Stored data
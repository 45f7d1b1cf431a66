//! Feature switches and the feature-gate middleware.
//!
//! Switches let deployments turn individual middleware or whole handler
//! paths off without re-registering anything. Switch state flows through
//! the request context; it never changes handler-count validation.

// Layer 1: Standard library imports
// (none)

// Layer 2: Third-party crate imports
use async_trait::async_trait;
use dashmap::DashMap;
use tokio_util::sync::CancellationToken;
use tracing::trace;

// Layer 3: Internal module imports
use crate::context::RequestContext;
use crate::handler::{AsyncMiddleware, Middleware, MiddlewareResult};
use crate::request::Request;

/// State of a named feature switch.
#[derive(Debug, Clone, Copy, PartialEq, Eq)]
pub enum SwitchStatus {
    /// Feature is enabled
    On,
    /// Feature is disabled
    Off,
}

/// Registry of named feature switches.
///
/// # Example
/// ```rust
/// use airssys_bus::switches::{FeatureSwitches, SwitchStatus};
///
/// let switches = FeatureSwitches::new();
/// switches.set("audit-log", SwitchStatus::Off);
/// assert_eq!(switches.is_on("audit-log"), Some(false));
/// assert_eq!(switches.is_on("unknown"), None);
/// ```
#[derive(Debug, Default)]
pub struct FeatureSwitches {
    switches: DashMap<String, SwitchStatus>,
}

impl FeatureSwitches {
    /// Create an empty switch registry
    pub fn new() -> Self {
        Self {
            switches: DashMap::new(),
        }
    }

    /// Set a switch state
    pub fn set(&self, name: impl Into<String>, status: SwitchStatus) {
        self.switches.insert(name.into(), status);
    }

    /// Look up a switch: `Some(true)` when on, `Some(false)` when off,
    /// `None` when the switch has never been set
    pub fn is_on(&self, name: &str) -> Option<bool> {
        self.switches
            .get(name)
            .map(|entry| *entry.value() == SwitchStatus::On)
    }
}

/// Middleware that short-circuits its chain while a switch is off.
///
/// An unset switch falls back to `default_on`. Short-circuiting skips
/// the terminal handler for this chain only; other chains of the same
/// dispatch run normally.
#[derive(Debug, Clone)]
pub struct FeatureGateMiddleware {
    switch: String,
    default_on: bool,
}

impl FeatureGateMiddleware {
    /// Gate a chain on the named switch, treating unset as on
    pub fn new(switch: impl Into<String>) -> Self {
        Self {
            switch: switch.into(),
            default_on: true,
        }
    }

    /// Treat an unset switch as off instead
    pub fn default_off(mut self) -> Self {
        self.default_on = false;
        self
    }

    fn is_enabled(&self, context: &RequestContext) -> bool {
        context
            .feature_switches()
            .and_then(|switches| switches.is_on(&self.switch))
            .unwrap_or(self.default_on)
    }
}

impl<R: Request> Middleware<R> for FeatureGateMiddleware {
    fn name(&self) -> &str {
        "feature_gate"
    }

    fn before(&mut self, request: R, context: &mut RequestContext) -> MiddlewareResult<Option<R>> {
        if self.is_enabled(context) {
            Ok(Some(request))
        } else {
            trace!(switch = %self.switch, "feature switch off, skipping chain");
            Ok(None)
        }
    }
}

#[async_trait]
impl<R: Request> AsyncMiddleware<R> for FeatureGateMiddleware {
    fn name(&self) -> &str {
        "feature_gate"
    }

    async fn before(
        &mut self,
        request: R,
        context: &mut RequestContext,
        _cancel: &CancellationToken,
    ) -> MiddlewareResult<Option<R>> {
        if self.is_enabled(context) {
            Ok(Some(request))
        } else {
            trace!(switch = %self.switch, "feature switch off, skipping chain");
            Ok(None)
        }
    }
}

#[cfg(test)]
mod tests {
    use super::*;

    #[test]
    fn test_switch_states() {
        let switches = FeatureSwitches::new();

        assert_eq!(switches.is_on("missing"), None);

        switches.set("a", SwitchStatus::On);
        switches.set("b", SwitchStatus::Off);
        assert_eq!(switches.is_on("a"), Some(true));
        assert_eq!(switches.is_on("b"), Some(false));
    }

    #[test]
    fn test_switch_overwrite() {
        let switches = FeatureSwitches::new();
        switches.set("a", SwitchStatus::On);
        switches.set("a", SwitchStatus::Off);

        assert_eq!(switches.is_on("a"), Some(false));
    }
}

:: Task prompt ::
The word "String" appears in some lines of the data; state how many such lines there are, and nothing further.

:: Output of the task ::
4